§ Task to carry out
Where in the records does the word "yields" occur? Copy each line in which it does.

§ Input data
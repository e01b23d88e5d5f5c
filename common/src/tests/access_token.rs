// Unit tests for AccessToken redaction guarantees

use crate::AccessToken;

/// **VALUE**: Verifies that `Debug` output never contains the token value.
///
/// **WHY THIS MATTERS**: Tokens routinely end up in logs through
/// `{:?}` formatting of surrounding structs. If the Debug impl leaks
/// the value, every debug log line becomes a credential disclosure.
///
/// **BUG THIS CATCHES**: Would catch if someone replaces the manual
/// Debug impl with `#[derive(Debug)]`, which would print the inner
/// string verbatim.
#[test]
fn given_token_when_debug_formatted_then_value_is_redacted() {
    // GIVEN: A token with a recognizable value
    let token = AccessToken::new(String::from("super-secret-value"));

    // WHEN: Formatting with Debug
    let output = format!("{:?}", token);

    // THEN: The value must not appear, the redaction marker must
    assert!(!output.contains("super-secret-value"), "Debug leaked token value");
    assert!(output.contains("REDACTED"), "Debug should carry redaction marker");
}

/// **VALUE**: Verifies that `Display` output never contains the token value.
///
/// **WHY THIS MATTERS**: `Display` is what `{}` formatting and
/// `to_string()` use; both are common in error messages shown to users.
///
/// **BUG THIS CATCHES**: Would catch a Display impl that forwards to
/// the inner string.
#[test]
fn given_token_when_display_formatted_then_value_is_redacted() {
    // GIVEN: A token
    let token = AccessToken::new(String::from("super-secret-value"));

    // WHEN: Formatting with Display
    let output = token.to_string();

    // THEN: Redacted
    assert!(!output.contains("super-secret-value"), "Display leaked token value");
}

/// **VALUE**: Verifies that serializing an AccessToken fails.
///
/// **WHY THIS MATTERS**: Serialization is the easiest accidental leak
/// path: a config or state struct containing a token gets serialized
/// to disk or over IPC and the credential goes with it. Refusing to
/// serialize forces call sites to opt in via `as_str()`.
///
/// **BUG THIS CATCHES**: Would catch if someone swaps the refusing
/// Serialize impl for `#[derive(Serialize)]`.
#[test]
fn given_token_when_serialized_then_returns_error() {
    // GIVEN: A token
    let token = AccessToken::new(String::from("tok"));

    // WHEN: Serializing to JSON
    let result = serde_json::to_string(&token);

    // THEN: Must fail
    assert!(result.is_err(), "AccessToken serialization must be refused");
}

/// **VALUE**: Verifies that `as_str()` still exposes the real value.
///
/// **WHY THIS MATTERS**: The redaction wrapper is useless if the one
/// sanctioned accessor returns something other than the token the
/// remote service issued; every request would then be rejected.
///
/// **BUG THIS CATCHES**: Would catch an over-eager redaction that
/// mangles the stored value itself.
#[test]
fn given_token_when_as_str_called_then_returns_original_value() {
    // GIVEN: A token
    let token = AccessToken::new(String::from("tok-123"));

    // WHEN / THEN: The sanctioned accessor returns the value
    assert_eq!(token.as_str(), "tok-123");
    assert_eq!(token.len(), 7);
    assert!(!token.is_empty());
}
use crate::ErrorLocation;

use thiserror::Error as ThisError;

#[derive(Debug, ThisError)]
pub enum RedactError {
    #[error("Serialization Error: {message} {location}")]
    Serialization {
        message: String,
        location: ErrorLocation,
    },
}
use crate::helpers::client_against;

use chat_client::error::ChatClientError;

use serde_json::json;
use wiremock::matchers::{method, path};
use wiremock::{Mock, MockServer, ResponseTemplate};

// ============================================================================
// Error taxonomy tests: Transport vs Status vs Json must stay
// distinguishable so callers can branch on them
// ============================================================================

/// **VALUE**: Verifies that a responding-but-rejecting remote yields
/// a Status error, never a Transport error.
///
/// **WHY THIS MATTERS**: The caller's recovery differs completely:
/// 401 means "re-authenticate", Transport means "check the network".
/// Conflating them sends users to the wrong fix.
///
/// **BUG THIS CATCHES**: Would catch error mapping that funnels all
/// reqwest-level failures into one variant.
#[tokio::test]
async fn given_401_response_when_send_message_then_status_error_not_transport() {
    // GIVEN: A stub that 401s everything
    let server = MockServer::start().await;
    Mock::given(method("POST"))
        .and(path("/api/v1/chat"))
        .respond_with(ResponseTemplate::new(401).set_body_json(json!({
            "detail": "Not authenticated"
        })))
        .mount(&server)
        .await;
    let (client, _store) = client_against(&server.uri());

    // WHEN: Sending a message
    let err = client
        .send_message("hi")
        .await
        .expect_err("send_message should fail");

    // THEN: Status { 401 }, and branchable via status()
    assert!(matches!(err, ChatClientError::Status { .. }));
    let status = err.status().expect("status should be present");
    assert_eq!(status.0, 401);
    assert!(status.is_auth_failure());
}

/// **VALUE**: Verifies that an unreachable remote yields a Transport
/// error, never a Status error.
///
/// **WHY THIS MATTERS**: The mirror case of the 401 test: connection
/// refused has no HTTP status, and fabricating one would mislead the
/// caller's branching.
///
/// **BUG THIS CATCHES**: Would catch error mapping that invents a
/// status (e.g. 503) for connection failures.
#[tokio::test]
async fn given_unreachable_remote_when_call_made_then_transport_error() {
    // GIVEN: A port with no listener (bind to grab a free port, then
    // release it so connecting gets refused)
    let listener = std::net::TcpListener::bind("127.0.0.1:0").expect("bind should succeed");
    let port = listener.local_addr().expect("local addr").port();
    drop(listener);
    let (client, _store) = client_against(&format!("http://127.0.0.1:{port}"));

    // WHEN: Calling the dead address
    let err = client
        .get_chat_history()
        .await
        .expect_err("call should fail");

    // THEN: Transport, with no status attached
    assert!(matches!(err, ChatClientError::Transport { .. }));
    assert!(err.status().is_none());
}

/// **VALUE**: Verifies that server error bodies pass through unchanged.
///
/// **WHY THIS MATTERS**: The propagation policy is no translation, no
/// suppression: whatever diagnostic the server produced is exactly
/// what the operator sees. A "helpful" rewrite here destroys the only
/// clue to a production incident.
///
/// **BUG THIS CATCHES**: Would catch discarding or reformatting the
/// error body.
#[tokio::test]
async fn given_500_with_body_when_call_made_then_body_passes_through() {
    // GIVEN: A stub that fails with a distinctive body
    let server = MockServer::start().await;
    Mock::given(method("GET"))
        .and(path("/api/v1/chat/history"))
        .respond_with(ResponseTemplate::new(500).set_body_string("database exploded"))
        .mount(&server)
        .await;
    let (client, _store) = client_against(&server.uri());

    // WHEN: Fetching history
    let err = client
        .get_chat_history()
        .await
        .expect_err("call should fail");

    // THEN: The body is carried verbatim and the code categorizes as 5xx
    match err {
        ChatClientError::Status { status, body, .. } => {
            assert_eq!(status.0, 500);
            assert!(status.is_server_error());
            assert_eq!(body, "database exploded");
        }
        other => panic!("expected Status error, got {other:?}"),
    }
}

/// **VALUE**: Verifies that a successful status with an undecodable
/// body yields a Json error.
///
/// **WHY THIS MATTERS**: A proxy returning an HTML error page with
/// status 200 is a classic deployment failure; reporting it as a
/// decode problem (rather than transport or status) points at the
/// right layer.
///
/// **BUG THIS CATCHES**: Would catch decode failures being folded
/// into the Transport variant.
#[tokio::test]
async fn given_200_with_non_json_body_when_call_made_then_json_error() {
    // GIVEN: A stub that 200s with garbage
    let server = MockServer::start().await;
    Mock::given(method("POST"))
        .and(path("/api/v1/chat"))
        .respond_with(ResponseTemplate::new(200).set_body_string("<html>gateway</html>"))
        .mount(&server)
        .await;
    let (client, _store) = client_against(&server.uri());

    // WHEN: Sending a message
    let err = client
        .send_message("hi")
        .await
        .expect_err("decode should fail");

    // THEN: Json variant
    assert!(matches!(err, ChatClientError::Json { .. }));
}
//! Persistent snapshot of the most recent download.
//!
//! There is exactly one slot: starting a different story overwrites it.
//! Writes are synchronous so the snapshot on disk is complete before the
//! download continues.

use crate::book::Book;
use crate::error::CacheError;
use std::path::{Path, PathBuf};
use std::sync::Mutex;
use tracing::{debug, warn};

/// Default cache filename.
pub const CACHE_FILENAME: &str = "last-download.json";

/// A single key-value slot holding a serialized book.
pub trait CacheSlot: Send + Sync {
    /// Reads the stored snapshot, if any.
    fn get(&self) -> Result<Option<String>, CacheError>;

    /// Replaces the stored snapshot.
    fn set(&self, value: &str) -> Result<(), CacheError>;
}

/// Slot backed by a JSON file.
#[derive(Debug, Clone)]
pub struct FileCacheSlot {
    path: PathBuf,
}

impl FileCacheSlot {
    pub fn new(path: impl Into<PathBuf>) -> Self {
        Self { path: path.into() }
    }

    pub fn path(&self) -> &Path {
        &self.path
    }
}

impl CacheSlot for FileCacheSlot {
    fn get(&self) -> Result<Option<String>, CacheError> {
        match std::fs::read_to_string(&self.path) {
            Ok(content) => Ok(Some(content)),
            Err(e) if e.kind() == std::io::ErrorKind::NotFound => Ok(None),
            Err(e) => Err(e.into()),
        }
    }

    fn set(&self, value: &str) -> Result<(), CacheError> {
        if let Some(parent) = self.path.parent() {
            std::fs::create_dir_all(parent)?;
        }

        // Write next to the target and rename so a crash never leaves half a file.
        let tmp = self.path.with_extension("json.tmp");
        std::fs::write(&tmp, value)?;
        std::fs::rename(&tmp, &self.path)?;
        Ok(())
    }
}

/// Slot kept in memory. Used by tests and dry runs.
#[derive(Debug, Default)]
pub struct MemoryCacheSlot {
    value: Mutex<Option<String>>,
}

impl MemoryCacheSlot {
    pub fn new() -> Self {
        Self::default()
    }
}

impl CacheSlot for MemoryCacheSlot {
    fn get(&self) -> Result<Option<String>, CacheError> {
        Ok(self.value.lock().unwrap_or_else(|e| e.into_inner()).clone())
    }

    fn set(&self, value: &str) -> Result<(), CacheError> {
        *self.value.lock().unwrap_or_else(|e| e.into_inner()) = Some(value.to_string());
        Ok(())
    }
}

/// Typed access to the cache slot.
pub struct BookCache {
    slot: Box<dyn CacheSlot>,
}

impl BookCache {
    pub fn new(slot: Box<dyn CacheSlot>) -> Self {
        Self { slot }
    }

    /// Loads the cached book for `story_id`.
    ///
    /// Returns `None` when nothing is cached, when the cache belongs to
    /// another story, or when the snapshot can't be read back.
    pub fn load(&self, story_id: &str) -> Option<Book> {
        let raw = match self.slot.get() {
            Ok(Some(raw)) => raw,
            Ok(None) => return None,
            Err(e) => {
                warn!("Ignoring unreadable cache: {}", e);
                return None;
            }
        };

        let book: Book = match serde_json::from_str(&raw) {
            Ok(book) => book,
            Err(e) => {
                warn!("Ignoring corrupt cache: {}", e);
                return None;
            }
        };

        if book.id != story_id {
            debug!(cached = %book.id, wanted = %story_id, "Cache holds a different story");
            return None;
        }

        Some(book)
    }

    /// Overwrites the slot with `book`.
    pub fn save(&self, book: &Book) -> Result<(), CacheError> {
        let raw = serde_json::to_string(book)?;
        self.slot.set(&raw)?;
        debug!(
            story = %book.id,
            fetched = book.fetched_count(),
            total = book.chapters.len(),
            "Saved book to cache"
        );
        Ok(())
    }
}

§ Answer to the exercise
/// **VALUE**: Verifies that a responding-but-rejecting remote yields
/// **VALUE**: Verifies that an unreachable remote yields a Transport
/// body yields a Json error.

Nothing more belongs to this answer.